Record excerpts –
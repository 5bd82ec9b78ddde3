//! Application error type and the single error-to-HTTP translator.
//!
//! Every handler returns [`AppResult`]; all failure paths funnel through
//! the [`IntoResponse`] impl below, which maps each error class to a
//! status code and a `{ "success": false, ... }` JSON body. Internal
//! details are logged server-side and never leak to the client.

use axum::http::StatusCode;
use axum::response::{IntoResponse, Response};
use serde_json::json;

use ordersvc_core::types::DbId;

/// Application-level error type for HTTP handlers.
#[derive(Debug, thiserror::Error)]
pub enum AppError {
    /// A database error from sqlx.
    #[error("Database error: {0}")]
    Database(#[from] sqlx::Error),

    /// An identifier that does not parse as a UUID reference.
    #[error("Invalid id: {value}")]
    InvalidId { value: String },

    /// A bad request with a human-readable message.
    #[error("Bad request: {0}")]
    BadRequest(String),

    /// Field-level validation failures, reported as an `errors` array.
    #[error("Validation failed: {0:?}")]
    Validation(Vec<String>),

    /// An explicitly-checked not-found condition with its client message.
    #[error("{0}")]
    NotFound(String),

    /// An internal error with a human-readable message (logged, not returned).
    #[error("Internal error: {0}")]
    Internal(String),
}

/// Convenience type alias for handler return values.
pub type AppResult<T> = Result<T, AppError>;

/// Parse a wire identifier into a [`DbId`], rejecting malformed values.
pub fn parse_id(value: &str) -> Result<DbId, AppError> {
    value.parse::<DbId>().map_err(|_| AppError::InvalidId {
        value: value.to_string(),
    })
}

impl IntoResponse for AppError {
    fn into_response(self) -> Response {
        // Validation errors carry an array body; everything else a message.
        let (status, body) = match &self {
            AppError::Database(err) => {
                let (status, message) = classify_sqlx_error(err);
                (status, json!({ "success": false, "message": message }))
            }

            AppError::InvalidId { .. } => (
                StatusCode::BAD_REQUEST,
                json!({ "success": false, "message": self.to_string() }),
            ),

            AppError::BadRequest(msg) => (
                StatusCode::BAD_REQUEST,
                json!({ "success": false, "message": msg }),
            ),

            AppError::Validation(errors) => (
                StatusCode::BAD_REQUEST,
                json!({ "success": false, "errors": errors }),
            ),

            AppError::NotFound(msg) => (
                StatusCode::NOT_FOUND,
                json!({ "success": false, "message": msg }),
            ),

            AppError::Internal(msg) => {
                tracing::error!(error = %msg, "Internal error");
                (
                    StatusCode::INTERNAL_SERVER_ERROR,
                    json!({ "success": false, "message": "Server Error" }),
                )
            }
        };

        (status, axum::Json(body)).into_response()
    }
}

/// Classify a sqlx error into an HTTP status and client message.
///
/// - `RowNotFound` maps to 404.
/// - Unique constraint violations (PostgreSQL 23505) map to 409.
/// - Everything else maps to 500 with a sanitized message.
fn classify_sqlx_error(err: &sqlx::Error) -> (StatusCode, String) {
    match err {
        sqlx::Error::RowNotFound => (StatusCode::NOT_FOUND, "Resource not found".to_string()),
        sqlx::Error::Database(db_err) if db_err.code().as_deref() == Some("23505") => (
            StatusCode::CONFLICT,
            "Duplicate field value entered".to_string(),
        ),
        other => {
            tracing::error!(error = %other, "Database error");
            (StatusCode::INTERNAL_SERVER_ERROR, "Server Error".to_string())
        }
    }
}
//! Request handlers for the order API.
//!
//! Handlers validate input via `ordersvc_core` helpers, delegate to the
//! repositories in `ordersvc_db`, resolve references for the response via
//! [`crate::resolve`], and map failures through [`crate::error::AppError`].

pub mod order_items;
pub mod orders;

==

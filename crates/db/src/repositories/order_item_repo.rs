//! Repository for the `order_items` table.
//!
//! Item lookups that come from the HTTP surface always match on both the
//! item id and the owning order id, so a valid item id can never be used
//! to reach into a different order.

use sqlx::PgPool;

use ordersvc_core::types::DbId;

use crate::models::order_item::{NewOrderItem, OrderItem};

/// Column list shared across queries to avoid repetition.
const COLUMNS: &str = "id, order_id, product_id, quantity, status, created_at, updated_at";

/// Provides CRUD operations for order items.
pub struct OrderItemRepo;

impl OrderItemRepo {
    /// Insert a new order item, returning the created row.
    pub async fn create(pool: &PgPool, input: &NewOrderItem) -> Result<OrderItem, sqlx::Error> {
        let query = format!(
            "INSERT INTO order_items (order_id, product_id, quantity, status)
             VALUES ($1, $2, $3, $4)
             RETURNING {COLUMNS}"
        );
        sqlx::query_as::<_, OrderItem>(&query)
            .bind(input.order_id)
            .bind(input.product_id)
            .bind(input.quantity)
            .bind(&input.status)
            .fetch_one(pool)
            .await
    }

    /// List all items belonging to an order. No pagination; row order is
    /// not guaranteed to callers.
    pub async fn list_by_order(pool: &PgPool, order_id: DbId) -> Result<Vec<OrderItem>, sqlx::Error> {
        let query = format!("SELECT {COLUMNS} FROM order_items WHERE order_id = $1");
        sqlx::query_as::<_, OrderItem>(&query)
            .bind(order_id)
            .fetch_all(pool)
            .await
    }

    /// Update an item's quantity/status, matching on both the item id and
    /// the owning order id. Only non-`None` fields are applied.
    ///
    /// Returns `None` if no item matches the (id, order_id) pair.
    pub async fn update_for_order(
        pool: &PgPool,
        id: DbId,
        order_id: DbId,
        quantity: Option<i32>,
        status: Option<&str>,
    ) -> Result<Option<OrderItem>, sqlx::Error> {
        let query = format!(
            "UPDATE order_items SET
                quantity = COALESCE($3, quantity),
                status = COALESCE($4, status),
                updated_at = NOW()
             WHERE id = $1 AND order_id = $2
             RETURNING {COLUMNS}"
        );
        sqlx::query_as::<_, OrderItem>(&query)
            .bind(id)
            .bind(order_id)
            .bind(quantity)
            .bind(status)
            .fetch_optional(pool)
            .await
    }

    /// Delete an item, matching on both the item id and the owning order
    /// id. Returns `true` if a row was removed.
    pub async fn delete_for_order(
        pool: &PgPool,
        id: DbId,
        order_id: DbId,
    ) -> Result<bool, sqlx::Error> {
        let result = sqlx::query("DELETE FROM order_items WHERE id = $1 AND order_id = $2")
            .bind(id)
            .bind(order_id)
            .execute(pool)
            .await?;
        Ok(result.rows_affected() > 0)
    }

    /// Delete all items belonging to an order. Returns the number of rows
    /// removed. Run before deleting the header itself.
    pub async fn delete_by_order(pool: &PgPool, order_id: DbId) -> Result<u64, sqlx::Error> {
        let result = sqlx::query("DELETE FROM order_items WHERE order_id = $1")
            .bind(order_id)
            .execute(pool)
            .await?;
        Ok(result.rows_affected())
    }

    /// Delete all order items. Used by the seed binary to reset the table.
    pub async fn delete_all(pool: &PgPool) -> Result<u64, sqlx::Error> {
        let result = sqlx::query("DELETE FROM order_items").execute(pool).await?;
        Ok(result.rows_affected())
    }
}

--

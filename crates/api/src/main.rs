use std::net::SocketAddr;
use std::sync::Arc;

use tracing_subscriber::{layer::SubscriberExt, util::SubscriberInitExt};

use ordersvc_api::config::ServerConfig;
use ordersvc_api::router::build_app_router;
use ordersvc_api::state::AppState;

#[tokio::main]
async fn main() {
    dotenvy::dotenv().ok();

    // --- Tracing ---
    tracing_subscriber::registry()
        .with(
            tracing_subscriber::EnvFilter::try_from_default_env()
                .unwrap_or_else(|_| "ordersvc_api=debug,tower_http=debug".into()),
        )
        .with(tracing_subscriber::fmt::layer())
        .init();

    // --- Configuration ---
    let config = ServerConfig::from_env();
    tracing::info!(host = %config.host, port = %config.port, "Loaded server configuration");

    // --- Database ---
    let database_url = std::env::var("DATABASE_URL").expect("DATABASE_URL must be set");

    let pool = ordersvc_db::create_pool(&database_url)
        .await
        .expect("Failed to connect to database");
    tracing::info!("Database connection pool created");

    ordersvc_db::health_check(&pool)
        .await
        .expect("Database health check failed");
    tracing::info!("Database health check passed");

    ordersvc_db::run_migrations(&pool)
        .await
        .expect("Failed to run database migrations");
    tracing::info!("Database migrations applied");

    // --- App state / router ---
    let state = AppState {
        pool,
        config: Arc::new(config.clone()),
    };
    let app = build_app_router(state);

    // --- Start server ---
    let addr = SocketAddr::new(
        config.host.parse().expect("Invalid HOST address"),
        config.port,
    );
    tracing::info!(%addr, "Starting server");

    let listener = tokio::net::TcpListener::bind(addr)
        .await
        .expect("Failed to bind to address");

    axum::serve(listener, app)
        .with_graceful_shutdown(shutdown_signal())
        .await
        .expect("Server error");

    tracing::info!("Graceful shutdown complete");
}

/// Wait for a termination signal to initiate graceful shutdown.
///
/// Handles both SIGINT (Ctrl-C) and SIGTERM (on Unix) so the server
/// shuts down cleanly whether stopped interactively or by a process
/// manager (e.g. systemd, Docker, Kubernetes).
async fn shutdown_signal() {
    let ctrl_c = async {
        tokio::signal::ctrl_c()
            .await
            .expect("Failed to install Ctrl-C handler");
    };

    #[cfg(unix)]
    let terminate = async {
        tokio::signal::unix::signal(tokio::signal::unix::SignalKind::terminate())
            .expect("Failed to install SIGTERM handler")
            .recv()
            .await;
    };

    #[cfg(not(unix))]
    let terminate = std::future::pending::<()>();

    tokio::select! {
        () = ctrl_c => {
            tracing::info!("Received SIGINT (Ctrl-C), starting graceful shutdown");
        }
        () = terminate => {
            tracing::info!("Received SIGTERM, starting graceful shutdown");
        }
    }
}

What is required – Scan the lines above, and whenever one holds the string "address", copy it.

Finished task –
        config.host.parse().expect("Invalid HOST address"),
        .expect("Failed to bind to address");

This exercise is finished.